Look through the entries below and return all lines including the word "calls".

◆ **RECORDS SUPPLIED**:
%%
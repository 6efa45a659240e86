//! Edge-hostname provisioning: the managed resource that lets the edge
//! network terminate TLS for a custom domain

use std::collections::HashMap;
use std::sync::RwLock;
use std::time::Duration;

use async_trait::async_trait;
use reqwest::{header, Client};
use serde::{Deserialize, Serialize};
use tracing::{debug, error};

use crate::errors::ControlError;

use super::CallLog;

/// Compliance state of an edge hostname.
///
/// `PendingFiling` is the ICP-style case: provisioning succeeded but the
/// hostname cannot go fully online until an external regulatory filing
/// completes. It is not a failure.
#[derive(Debug, Clone, PartialEq, Eq, Serialize, Deserialize)]
#[serde(rename_all = "snake_case", tag = "state")]
pub enum ComplianceState {
    Compliant,
    PendingFiling { detail: String },
}

/// A provisioned edge-hostname resource
#[derive(Debug, Clone, Serialize, Deserialize)]
pub struct EdgeHostname {
    pub id: String,
    pub hostname: String,
    pub compliance: ComplianceState,
}

/// Edge-hostname resource management
#[async_trait]
pub trait EdgeHostnames: Send + Sync {
    /// Request an edge hostname for an externally-owned domain and
    /// initiate its verification
    async fn create(&self, hostname: &str) -> Result<EdgeHostname, ControlError>;

    /// Delete a previously created resource; used to roll back partial
    /// provisioning so no orphaned managed resources remain
    async fn delete(&self, id: &str) -> Result<(), ControlError>;
}

/// HTTP client for the edge-hostname API
pub struct HttpEdgeHostnames {
    client: Client,
    base_url: String,
    api_token: String,
}

impl HttpEdgeHostnames {
    pub fn new(base_url: &str, api_token: String, timeout: Duration) -> Result<Self, ControlError> {
        let client = Client::builder().timeout(timeout).build()?;
        Ok(Self {
            client,
            base_url: base_url.trim_end_matches('/').to_string(),
            api_token,
        })
    }
}

#[async_trait]
impl EdgeHostnames for HttpEdgeHostnames {
    async fn create(&self, hostname: &str) -> Result<EdgeHostname, ControlError> {
        let url = format!("{}/edge-hostnames", self.base_url);
        debug!("POST {} ({})", url, hostname);

        let response = self
            .client
            .post(&url)
            .header(header::AUTHORIZATION, format!("Bearer {}", self.api_token))
            .json(&serde_json::json!({ "hostname": hostname }))
            .send()
            .await?;

        if !response.status().is_success() {
            let status = response.status();
            let body = response.text().await.unwrap_or_default();
            error!("Edge hostname create failed: {} - {}", status, body);
            return Err(ControlError::DnsError(format!("{}: {}", status, body)));
        }

        let resource = response.json().await?;
        Ok(resource)
    }

    async fn delete(&self, id: &str) -> Result<(), ControlError> {
        let url = format!("{}/edge-hostnames/{}", self.base_url, id);
        debug!("DELETE {}", url);

        let response = self
            .client
            .delete(&url)
            .header(header::AUTHORIZATION, format!("Bearer {}", self.api_token))
            .send()
            .await?;

        if !response.status().is_success() && response.status() != reqwest::StatusCode::NOT_FOUND {
            let status = response.status();
            let body = response.text().await.unwrap_or_default();
            error!("Edge hostname delete failed: {} - {}", status, body);
            return Err(ControlError::DnsError(format!("{}: {}", status, body)));
        }
        Ok(())
    }
}

/// In-memory edge-hostname double
#[derive(Debug, Default)]
pub struct MemoryEdgeHostnames {
    resources: RwLock<HashMap<String, EdgeHostname>>,
    log: CallLog,
    pending_filing: RwLock<Option<String>>,
    next_id: std::sync::atomic::AtomicU64,
}

impl MemoryEdgeHostnames {
    pub fn new() -> Self {
        Self::default()
    }

    pub fn with_log(log: CallLog) -> Self {
        Self {
            log,
            ..Self::default()
        }
    }

    /// Make subsequent creates report a pending regulatory filing
    pub fn set_pending_filing(&self, detail: Option<String>) {
        if let Ok(mut pending) = self.pending_filing.write() {
            *pending = detail;
        }
    }

    pub fn resource(&self, id: &str) -> Option<EdgeHostname> {
        self.resources.read().ok().and_then(|r| r.get(id).cloned())
    }

    pub fn resource_count(&self) -> usize {
        self.resources.read().map(|r| r.len()).unwrap_or(0)
    }
}

#[async_trait]
impl EdgeHostnames for MemoryEdgeHostnames {
    async fn create(&self, hostname: &str) -> Result<EdgeHostname, ControlError> {
        self.log.record(format!("hostnames.create {}", hostname));

        let compliance = match self.pending_filing.read().ok().and_then(|p| p.clone()) {
            Some(detail) => ComplianceState::PendingFiling { detail },
            None => ComplianceState::Compliant,
        };

        let id = format!(
            "eh-{}",
            self.next_id
                .fetch_add(1, std::sync::atomic::Ordering::SeqCst)
        );
        let resource = EdgeHostname {
            id: id.clone(),
            hostname: hostname.to_string(),
            compliance,
        };
        self.resources
            .write()
            .map_err(|_| ControlError::DnsError("lock poisoned".into()))?
            .insert(id, resource.clone());
        Ok(resource)
    }

    async fn delete(&self, id: &str) -> Result<(), ControlError> {
        self.log.record(format!("hostnames.delete {}", id));
        self.resources
            .write()
            .map_err(|_| ControlError::DnsError("lock poisoned".into()))?
            .remove(id);
        Ok(())
    }
}
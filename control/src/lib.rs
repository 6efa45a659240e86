//! Caravel Control Plane
//!
//! Core modules for the Caravel deployment control plane: the deployment
//! state machine, edge service clients, publishing engines and the HTTP
//! API surface.

pub mod app;
pub mod config;
pub mod edge;
pub mod errors;
pub mod logs;
pub mod models;
pub mod publish;
pub mod registry;
pub mod server;
pub mod utils;
pub mod workers;
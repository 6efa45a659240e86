//! HTTP handler tests for the build callback and signed endpoints

use std::sync::Arc;

use axum::body::Bytes;
use axum::extract::{Path, State};
use axum::http::{HeaderMap, HeaderValue, StatusCode};
use axum::response::IntoResponse;
use secrecy::SecretString;

use caravel_control::edge::artifacts::MemoryArtifactStore;
use caravel_control::edge::dns::MemoryDnsProvider;
use caravel_control::edge::functions::MemoryFunctionPlatform;
use caravel_control::edge::hostnames::MemoryEdgeHostnames;
use caravel_control::edge::routing::MemoryRoutingStore;
use caravel_control::edge::CallLog;
use caravel_control::models::deployment::{Deployment, Revision};
use caravel_control::models::project::{Project, ProjectType};
use caravel_control::models::status::DeploymentStatus;
use caravel_control::publish::{DomainProvisioner, Finalizer, GarbageCollector, RollbackEngine};
use caravel_control::registry::{MemoryRegistry, Registry};
use caravel_control::server::auth::{sign, SIGNATURE_HEADER};
use caravel_control::server::handlers::{build_callback_handler, env_vars_handler};
use caravel_control::server::state::ServerState;

const SECRET: &str = "test-secret";

fn state(registry: Arc<MemoryRegistry>) -> Arc<ServerState> {
    let calls = CallLog::new();
    let routing = Arc::new(MemoryRoutingStore::with_log(calls.clone()));
    let functions = Arc::new(MemoryFunctionPlatform::with_log(calls.clone()));
    let dns = Arc::new(MemoryDnsProvider::with_log(calls.clone()));
    let hostnames = Arc::new(MemoryEdgeHostnames::with_log(calls.clone()));
    let artifacts = Arc::new(MemoryArtifactStore::with_log(calls));
    let gc = Arc::new(GarbageCollector::new(registry.clone(), artifacts, 3));
    let finalizer = Arc::new(Finalizer::new(
        registry.clone(),
        routing.clone(),
        functions,
        dns.clone(),
        gc,
        "caravel.app",
        "ingress.caravel.app",
    ));
    let rollback = Arc::new(RollbackEngine::new(registry.clone(), finalizer));
    let provisioner = Arc::new(DomainProvisioner::new(
        registry.clone(),
        routing,
        dns,
        hostnames,
        "caravel.app",
        "edge.caravel.app",
    ));
    Arc::new(ServerState::new(
        registry,
        rollback,
        provisioner,
        SecretString::from(SECRET),
    ))
}

fn signed_headers(payload: &[u8]) -> HeaderMap {
    let mut headers = HeaderMap::new();
    let signature = sign(&SecretString::from(SECRET), payload);
    headers.insert(SIGNATURE_HEADER, HeaderValue::from_str(&signature).unwrap());
    headers
}

async fn response_parts(response: axum::response::Response) -> (StatusCode, serde_json::Value) {
    let status = response.status();
    let bytes = axum::body::to_bytes(response.into_body(), usize::MAX)
        .await
        .unwrap();
    let json = serde_json::from_slice(&bytes).unwrap_or(serde_json::Value::Null);
    (status, json)
}

async fn seed_deployment(
    registry: &MemoryRegistry,
    status: DeploymentStatus,
) -> (Project, Deployment) {
    let project = Project::new("docs", ProjectType::Static);
    registry.insert_project(&project).await.unwrap();
    let mut deployment = Deployment::new(project.id.clone(), Revision::default(), false);
    deployment.status = status;
    registry.insert_deployment(&deployment).await.unwrap();
    (project, deployment)
}

#[tokio::test]
async fn test_callback_advances_status() {
    let registry = Arc::new(MemoryRegistry::new());
    let state = state(registry.clone());
    let (_, deployment) = seed_deployment(&registry, DeploymentStatus::Queued).await;

    let body = serde_json::json!({
        "deploymentId": deployment.id,
        "status": "cloning",
        "buildLogs": "Cloning repository...\n",
    })
    .to_string();

    let response = build_callback_handler(
        State(state),
        signed_headers(body.as_bytes()),
        Bytes::from(body),
    )
    .await
    .into_response();
    let (status, json) = response_parts(response).await;

    assert_eq!(status, StatusCode::OK);
    assert_eq!(json["accepted"], true);
    assert_eq!(json["noop"], false);
    assert_eq!(json["status"], "cloning");

    let updated = registry.deployment(&deployment.id).await.unwrap().unwrap();
    assert_eq!(updated.status, DeploymentStatus::Cloning);
    assert!(updated.build_log.contains("Cloning repository"));
}

#[tokio::test]
async fn test_callback_rejects_missing_signature() {
    let registry = Arc::new(MemoryRegistry::new());
    let state = state(registry.clone());
    let (_, deployment) = seed_deployment(&registry, DeploymentStatus::Queued).await;

    let body = serde_json::json!({
        "deploymentId": deployment.id,
        "status": "cloning",
    })
    .to_string();

    let response = build_callback_handler(State(state), HeaderMap::new(), Bytes::from(body))
        .await
        .into_response();
    let (status, _) = response_parts(response).await;
    assert_eq!(status, StatusCode::UNAUTHORIZED);

    let untouched = registry.deployment(&deployment.id).await.unwrap().unwrap();
    assert_eq!(untouched.status, DeploymentStatus::Queued);
}

#[tokio::test]
async fn test_callback_rejects_tampered_body() {
    let registry = Arc::new(MemoryRegistry::new());
    let state = state(registry.clone());
    let (_, deployment) = seed_deployment(&registry, DeploymentStatus::Queued).await;

    let body = serde_json::json!({
        "deploymentId": deployment.id,
        "status": "cloning",
    })
    .to_string();
    let headers = signed_headers(b"something else entirely");

    let response = build_callback_handler(State(state), headers, Bytes::from(body))
        .await
        .into_response();
    let (status, _) = response_parts(response).await;
    assert_eq!(status, StatusCode::UNAUTHORIZED);
}

#[tokio::test]
async fn test_callback_rejects_unknown_label() {
    let registry = Arc::new(MemoryRegistry::new());
    let state = state(registry.clone());
    let (_, deployment) = seed_deployment(&registry, DeploymentStatus::Queued).await;

    let body = serde_json::json!({
        "deploymentId": deployment.id,
        "status": "compiling",
    })
    .to_string();

    let response = build_callback_handler(
        State(state),
        signed_headers(body.as_bytes()),
        Bytes::from(body),
    )
    .await
    .into_response();
    let (status, json) = response_parts(response).await;
    assert_eq!(status, StatusCode::CONFLICT);
    assert_eq!(json["error"], "precondition_failed");
}

#[tokio::test]
async fn test_uploaded_callback_records_artifact() {
    let registry = Arc::new(MemoryRegistry::new());
    let state = state(registry.clone());
    let (_, deployment) = seed_deployment(&registry, DeploymentStatus::Uploading).await;

    let body = serde_json::json!({
        "deploymentId": deployment.id,
        "status": "uploaded",
        "artifactKey": "packages/docs/pkg-1",
        "buildTimeSeconds": 42.5,
    })
    .to_string();

    let response = build_callback_handler(
        State(state),
        signed_headers(body.as_bytes()),
        Bytes::from(body),
    )
    .await
    .into_response();
    let (status, json) = response_parts(response).await;
    assert_eq!(status, StatusCode::OK);
    assert_eq!(json["status"], "deploying");

    let updated = registry.deployment(&deployment.id).await.unwrap().unwrap();
    assert_eq!(updated.status, DeploymentStatus::Deploying);
    assert_eq!(updated.artifact_key.as_deref(), Some("packages/docs/pkg-1"));
    assert_eq!(updated.build_time_seconds, Some(42.5));
}

#[tokio::test]
async fn test_redelivered_uploaded_is_acknowledged_noop() {
    let registry = Arc::new(MemoryRegistry::new());
    let state = state(registry.clone());
    let (_, deployment) = seed_deployment(&registry, DeploymentStatus::Deploying).await;

    let body = serde_json::json!({
        "deploymentId": deployment.id,
        "status": "uploaded",
        "artifactKey": "packages/docs/pkg-1",
    })
    .to_string();

    let response = build_callback_handler(
        State(state),
        signed_headers(body.as_bytes()),
        Bytes::from(body),
    )
    .await
    .into_response();
    let (status, json) = response_parts(response).await;
    assert_eq!(status, StatusCode::OK);
    assert_eq!(json["accepted"], true);
    assert_eq!(json["noop"], true);

    let unchanged = registry.deployment(&deployment.id).await.unwrap().unwrap();
    assert_eq!(unchanged.status, DeploymentStatus::Deploying);
}

#[tokio::test]
async fn test_failed_callback_records_error() {
    let registry = Arc::new(MemoryRegistry::new());
    let state = state(registry.clone());
    let (_, deployment) = seed_deployment(&registry, DeploymentStatus::Building).await;

    let body = serde_json::json!({
        "deploymentId": deployment.id,
        "status": "failed",
        "errorMessage": "npm install exited with code 1",
        "buildLogs": "npm ERR! peer dep missing\n",
    })
    .to_string();

    let response = build_callback_handler(
        State(state),
        signed_headers(body.as_bytes()),
        Bytes::from(body),
    )
    .await
    .into_response();
    let (status, json) = response_parts(response).await;
    assert_eq!(status, StatusCode::OK);
    assert_eq!(json["status"], "failed");

    let updated = registry.deployment(&deployment.id).await.unwrap().unwrap();
    assert_eq!(updated.status, DeploymentStatus::Failed);
    assert_eq!(
        updated.error_message.as_deref(),
        Some("npm install exited with code 1")
    );
    assert!(updated.build_log.contains("peer dep missing"));
}

#[tokio::test]
async fn test_env_endpoint_requires_path_signature() {
    let registry = Arc::new(MemoryRegistry::new());
    let state = state(registry.clone());

    let mut project = Project::new("api", ProjectType::BackendNode);
    project
        .env_vars
        .production
        .insert("DATABASE_URL".to_string(), "postgres://prod".to_string());
    project
        .env_vars
        .staging
        .insert("DATABASE_URL".to_string(), "postgres://stage".to_string());
    registry.insert_project(&project).await.unwrap();

    let deployment = Deployment::new(project.id.clone(), Revision::default(), false);
    registry.insert_deployment(&deployment).await.unwrap();

    // Signature over the wrong payload is refused.
    let response = env_vars_handler(
        State(state.clone()),
        Path(deployment.id.to_string()),
        signed_headers(b"not-the-path"),
    )
    .await
    .into_response();
    let (status, _) = response_parts(response).await;
    assert_eq!(status, StatusCode::UNAUTHORIZED);

    // Signature over the request path yields the production variables.
    let path = format!("/deployments/{}/env", deployment.id);
    let response = env_vars_handler(
        State(state),
        Path(deployment.id.to_string()),
        signed_headers(path.as_bytes()),
    )
    .await
    .into_response();
    let (status, json) = response_parts(response).await;
    assert_eq!(status, StatusCode::OK);
    assert_eq!(json["environment"], "production");
    assert_eq!(json["envVars"]["DATABASE_URL"], "postgres://prod");
}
%%
◆ **SOLUTION FOR THIS EXERCISE**:
    let calls = CallLog::new();
    let routing = Arc::new(MemoryRoutingStore::with_log(calls.clone()));
    let functions = Arc::new(MemoryFunctionPlatform::with_log(calls.clone()));
    let dns = Arc::new(MemoryDnsProvider::with_log(calls.clone()));
    let hostnames = Arc::new(MemoryEdgeHostnames::with_log(calls.clone()));
    let artifacts = Arc::new(MemoryArtifactStore::with_log(calls));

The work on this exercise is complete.